▶ MATERIAL PROVIDED:
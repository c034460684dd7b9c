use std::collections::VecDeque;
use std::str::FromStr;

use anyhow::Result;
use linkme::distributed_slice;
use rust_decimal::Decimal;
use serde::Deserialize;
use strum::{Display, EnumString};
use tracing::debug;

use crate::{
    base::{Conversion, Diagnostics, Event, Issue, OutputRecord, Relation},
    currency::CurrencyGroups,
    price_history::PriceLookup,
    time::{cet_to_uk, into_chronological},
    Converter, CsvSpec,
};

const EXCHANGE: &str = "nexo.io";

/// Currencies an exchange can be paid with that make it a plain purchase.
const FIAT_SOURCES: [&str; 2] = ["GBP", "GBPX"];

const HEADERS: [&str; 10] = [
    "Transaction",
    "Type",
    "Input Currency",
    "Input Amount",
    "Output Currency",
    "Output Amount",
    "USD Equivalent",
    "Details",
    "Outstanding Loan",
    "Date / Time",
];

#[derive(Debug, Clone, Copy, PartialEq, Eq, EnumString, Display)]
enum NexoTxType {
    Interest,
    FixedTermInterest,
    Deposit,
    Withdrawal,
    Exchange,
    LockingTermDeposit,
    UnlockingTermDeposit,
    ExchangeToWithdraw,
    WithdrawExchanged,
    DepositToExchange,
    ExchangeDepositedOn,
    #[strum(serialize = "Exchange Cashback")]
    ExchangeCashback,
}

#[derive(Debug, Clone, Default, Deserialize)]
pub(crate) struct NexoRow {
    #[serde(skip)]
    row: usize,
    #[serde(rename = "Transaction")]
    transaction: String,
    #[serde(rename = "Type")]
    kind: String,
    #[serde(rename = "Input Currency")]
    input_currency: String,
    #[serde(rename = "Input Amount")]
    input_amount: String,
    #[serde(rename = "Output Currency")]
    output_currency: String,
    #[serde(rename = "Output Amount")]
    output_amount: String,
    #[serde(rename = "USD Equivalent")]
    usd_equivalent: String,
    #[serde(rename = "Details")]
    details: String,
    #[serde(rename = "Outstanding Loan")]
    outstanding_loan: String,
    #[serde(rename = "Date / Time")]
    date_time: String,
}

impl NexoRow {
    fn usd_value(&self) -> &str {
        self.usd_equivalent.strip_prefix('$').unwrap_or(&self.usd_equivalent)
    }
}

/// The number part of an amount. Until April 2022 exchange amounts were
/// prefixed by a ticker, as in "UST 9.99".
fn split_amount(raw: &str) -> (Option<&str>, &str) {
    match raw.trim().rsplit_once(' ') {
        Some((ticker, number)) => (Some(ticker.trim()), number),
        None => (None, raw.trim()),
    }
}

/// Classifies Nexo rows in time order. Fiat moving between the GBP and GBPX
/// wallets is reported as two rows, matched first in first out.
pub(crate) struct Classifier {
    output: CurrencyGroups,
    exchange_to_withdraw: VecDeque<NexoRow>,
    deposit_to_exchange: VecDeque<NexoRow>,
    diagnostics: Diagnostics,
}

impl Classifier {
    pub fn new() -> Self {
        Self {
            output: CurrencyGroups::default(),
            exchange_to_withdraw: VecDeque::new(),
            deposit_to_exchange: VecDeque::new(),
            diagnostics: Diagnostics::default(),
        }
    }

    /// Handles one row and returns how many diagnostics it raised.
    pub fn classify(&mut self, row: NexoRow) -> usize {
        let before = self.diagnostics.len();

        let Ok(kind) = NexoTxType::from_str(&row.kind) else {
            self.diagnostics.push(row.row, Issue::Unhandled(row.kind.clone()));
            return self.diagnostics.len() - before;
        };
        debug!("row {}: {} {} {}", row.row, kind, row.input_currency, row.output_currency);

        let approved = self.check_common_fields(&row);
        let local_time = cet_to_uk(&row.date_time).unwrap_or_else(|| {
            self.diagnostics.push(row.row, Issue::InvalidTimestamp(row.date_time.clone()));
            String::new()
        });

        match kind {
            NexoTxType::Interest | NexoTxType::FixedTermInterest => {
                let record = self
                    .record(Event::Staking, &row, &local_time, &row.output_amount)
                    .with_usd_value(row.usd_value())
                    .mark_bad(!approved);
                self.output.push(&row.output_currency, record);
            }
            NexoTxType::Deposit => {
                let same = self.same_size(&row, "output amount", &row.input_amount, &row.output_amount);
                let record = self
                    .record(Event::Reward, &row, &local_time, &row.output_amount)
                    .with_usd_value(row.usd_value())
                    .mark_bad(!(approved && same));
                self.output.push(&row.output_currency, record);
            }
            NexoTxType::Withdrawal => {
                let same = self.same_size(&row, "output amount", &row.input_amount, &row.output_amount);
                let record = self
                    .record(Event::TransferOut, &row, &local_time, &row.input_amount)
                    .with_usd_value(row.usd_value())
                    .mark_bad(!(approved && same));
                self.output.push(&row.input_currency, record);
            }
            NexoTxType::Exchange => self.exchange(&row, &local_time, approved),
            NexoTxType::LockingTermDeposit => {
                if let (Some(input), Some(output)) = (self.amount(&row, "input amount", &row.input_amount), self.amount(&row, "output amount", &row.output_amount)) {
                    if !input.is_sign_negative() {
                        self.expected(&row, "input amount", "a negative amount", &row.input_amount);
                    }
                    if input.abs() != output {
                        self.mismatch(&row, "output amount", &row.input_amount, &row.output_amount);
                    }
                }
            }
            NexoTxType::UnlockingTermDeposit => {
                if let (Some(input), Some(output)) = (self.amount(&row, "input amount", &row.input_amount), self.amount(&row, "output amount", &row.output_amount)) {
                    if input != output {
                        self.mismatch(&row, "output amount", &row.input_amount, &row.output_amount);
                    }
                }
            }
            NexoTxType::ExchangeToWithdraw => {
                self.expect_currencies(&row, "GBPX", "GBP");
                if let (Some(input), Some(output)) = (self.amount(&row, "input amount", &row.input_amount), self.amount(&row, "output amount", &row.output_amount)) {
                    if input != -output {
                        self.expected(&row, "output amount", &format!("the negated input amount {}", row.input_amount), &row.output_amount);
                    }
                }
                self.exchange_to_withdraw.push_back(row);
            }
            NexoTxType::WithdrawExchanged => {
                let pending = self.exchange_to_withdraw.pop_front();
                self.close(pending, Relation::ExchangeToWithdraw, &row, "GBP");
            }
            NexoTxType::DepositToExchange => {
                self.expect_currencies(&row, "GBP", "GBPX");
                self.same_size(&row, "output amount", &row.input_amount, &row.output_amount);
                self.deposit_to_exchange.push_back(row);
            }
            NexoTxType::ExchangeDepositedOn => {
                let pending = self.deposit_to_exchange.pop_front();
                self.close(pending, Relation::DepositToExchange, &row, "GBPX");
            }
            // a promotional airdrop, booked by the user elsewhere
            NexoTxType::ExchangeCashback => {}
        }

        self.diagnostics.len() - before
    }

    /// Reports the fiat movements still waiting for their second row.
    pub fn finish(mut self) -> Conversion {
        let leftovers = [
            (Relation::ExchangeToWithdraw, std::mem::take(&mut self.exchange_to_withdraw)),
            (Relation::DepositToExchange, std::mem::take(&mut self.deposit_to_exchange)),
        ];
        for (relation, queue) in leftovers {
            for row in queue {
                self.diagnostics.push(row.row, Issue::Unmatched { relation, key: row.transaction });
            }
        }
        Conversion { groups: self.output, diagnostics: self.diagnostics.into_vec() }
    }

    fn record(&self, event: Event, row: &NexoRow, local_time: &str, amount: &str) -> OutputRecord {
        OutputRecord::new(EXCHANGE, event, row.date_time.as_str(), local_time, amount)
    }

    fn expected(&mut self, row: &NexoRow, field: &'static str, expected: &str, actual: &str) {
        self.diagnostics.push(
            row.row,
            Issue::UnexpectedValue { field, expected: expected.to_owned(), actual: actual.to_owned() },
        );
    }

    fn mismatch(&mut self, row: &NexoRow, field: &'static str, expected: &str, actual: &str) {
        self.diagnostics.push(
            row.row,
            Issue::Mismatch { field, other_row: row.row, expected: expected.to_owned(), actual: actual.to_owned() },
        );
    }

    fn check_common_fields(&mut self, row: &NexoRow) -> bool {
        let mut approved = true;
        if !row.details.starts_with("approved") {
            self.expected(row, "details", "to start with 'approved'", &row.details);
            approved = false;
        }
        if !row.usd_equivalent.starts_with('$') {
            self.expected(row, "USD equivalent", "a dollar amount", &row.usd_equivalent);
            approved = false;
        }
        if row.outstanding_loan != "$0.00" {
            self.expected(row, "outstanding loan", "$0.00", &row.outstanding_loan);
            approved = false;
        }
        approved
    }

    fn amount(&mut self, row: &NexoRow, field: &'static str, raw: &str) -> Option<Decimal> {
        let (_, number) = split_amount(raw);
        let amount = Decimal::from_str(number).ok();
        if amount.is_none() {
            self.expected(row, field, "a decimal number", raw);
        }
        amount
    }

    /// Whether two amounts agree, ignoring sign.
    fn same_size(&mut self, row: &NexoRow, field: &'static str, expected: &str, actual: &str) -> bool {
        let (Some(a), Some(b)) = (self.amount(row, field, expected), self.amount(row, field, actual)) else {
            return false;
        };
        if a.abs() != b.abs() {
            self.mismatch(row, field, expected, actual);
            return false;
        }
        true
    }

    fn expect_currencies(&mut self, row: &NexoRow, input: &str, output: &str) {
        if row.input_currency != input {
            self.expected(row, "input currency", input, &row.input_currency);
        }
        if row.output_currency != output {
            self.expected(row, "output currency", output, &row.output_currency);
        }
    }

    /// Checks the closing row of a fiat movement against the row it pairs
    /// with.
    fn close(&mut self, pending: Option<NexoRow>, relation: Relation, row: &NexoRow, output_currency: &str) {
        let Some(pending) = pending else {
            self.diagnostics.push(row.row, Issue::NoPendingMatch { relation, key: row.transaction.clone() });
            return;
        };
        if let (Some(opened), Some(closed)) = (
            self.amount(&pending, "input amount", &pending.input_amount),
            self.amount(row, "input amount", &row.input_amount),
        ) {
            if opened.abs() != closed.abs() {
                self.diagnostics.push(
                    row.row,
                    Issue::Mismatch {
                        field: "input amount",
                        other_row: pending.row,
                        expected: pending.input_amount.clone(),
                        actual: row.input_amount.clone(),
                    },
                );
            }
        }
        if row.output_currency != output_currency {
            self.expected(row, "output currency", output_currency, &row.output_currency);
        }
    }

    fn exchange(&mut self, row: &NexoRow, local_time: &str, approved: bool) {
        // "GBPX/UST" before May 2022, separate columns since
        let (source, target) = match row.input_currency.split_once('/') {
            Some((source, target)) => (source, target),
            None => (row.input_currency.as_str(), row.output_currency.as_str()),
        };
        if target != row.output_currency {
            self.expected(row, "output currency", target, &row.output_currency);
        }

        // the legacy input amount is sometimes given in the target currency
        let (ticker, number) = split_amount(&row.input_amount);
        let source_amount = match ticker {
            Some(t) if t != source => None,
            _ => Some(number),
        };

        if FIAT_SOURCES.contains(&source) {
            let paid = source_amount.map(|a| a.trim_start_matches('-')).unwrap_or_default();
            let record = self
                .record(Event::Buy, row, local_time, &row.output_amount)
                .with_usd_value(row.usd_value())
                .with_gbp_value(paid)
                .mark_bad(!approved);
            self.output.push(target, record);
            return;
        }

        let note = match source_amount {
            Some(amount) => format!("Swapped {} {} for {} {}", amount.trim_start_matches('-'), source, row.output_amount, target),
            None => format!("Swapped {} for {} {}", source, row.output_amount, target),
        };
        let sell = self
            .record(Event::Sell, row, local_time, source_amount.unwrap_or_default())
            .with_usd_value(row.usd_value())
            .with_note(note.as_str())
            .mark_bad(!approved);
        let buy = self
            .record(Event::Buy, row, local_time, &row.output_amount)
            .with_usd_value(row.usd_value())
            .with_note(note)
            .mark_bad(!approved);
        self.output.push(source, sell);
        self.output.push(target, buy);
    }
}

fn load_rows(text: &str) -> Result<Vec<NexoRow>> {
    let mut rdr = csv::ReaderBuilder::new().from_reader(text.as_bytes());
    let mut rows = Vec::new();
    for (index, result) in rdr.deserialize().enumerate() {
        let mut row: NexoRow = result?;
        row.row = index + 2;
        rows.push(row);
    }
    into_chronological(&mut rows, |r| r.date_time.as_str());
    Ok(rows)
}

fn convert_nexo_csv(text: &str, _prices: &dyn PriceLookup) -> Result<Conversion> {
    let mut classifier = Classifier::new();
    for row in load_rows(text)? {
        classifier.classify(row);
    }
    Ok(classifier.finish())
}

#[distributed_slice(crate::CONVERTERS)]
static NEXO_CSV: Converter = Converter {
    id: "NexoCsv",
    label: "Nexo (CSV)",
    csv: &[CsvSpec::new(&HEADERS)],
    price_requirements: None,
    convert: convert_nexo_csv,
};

▶ PROBLEM TO SOLVE: Reproduce word for word the material above, starting with the line that has "fn check_common_fields(&mut self, row: &NexoRow)" and stopping after the line that has "row: &NexoRow, output_currency: &str)".

▶ SOLUTION TO THIS PROBLEM:
    fn check_common_fields(&mut self, row: &NexoRow) -> bool {
        let mut approved = true;
        if !row.details.starts_with("approved") {
            self.expected(row, "details", "to start with 'approved'", &row.details);
            approved = false;
        }
        if !row.usd_equivalent.starts_with('$') {
            self.expected(row, "USD equivalent", "a dollar amount", &row.usd_equivalent);
            approved = false;
        }
        if row.outstanding_loan != "$0.00" {
            self.expected(row, "outstanding loan", "$0.00", &row.outstanding_loan);
            approved = false;
        }
        approved
    }

    fn amount(&mut self, row: &NexoRow, field: &'static str, raw: &str) -> Option<Decimal> {
        let (_, number) = split_amount(raw);
        let amount = Decimal::from_str(number).ok();
        if amount.is_none() {
            self.expected(row, field, "a decimal number", raw);
        }
        amount
    }

    /// Whether two amounts agree, ignoring sign.
    fn same_size(&mut self, row: &NexoRow, field: &'static str, expected: &str, actual: &str) -> bool {
        let (Some(a), Some(b)) = (self.amount(row, field, expected), self.amount(row, field, actual)) else {
            return false;
        };
        if a.abs() != b.abs() {
            self.mismatch(row, field, expected, actual);
            return false;
        }
        true
    }

    fn expect_currencies(&mut self, row: &NexoRow, input: &str, output: &str) {
        if row.input_currency != input {
            self.expected(row, "input currency", input, &row.input_currency);
        }
        if row.output_currency != output {
            self.expected(row, "output currency", output, &row.output_currency);
        }
    }

    /// Checks the closing row of a fiat movement against the row it pairs
    /// with.
    fn close(&mut self, pending: Option<NexoRow>, relation: Relation, row: &NexoRow, output_currency: &str) {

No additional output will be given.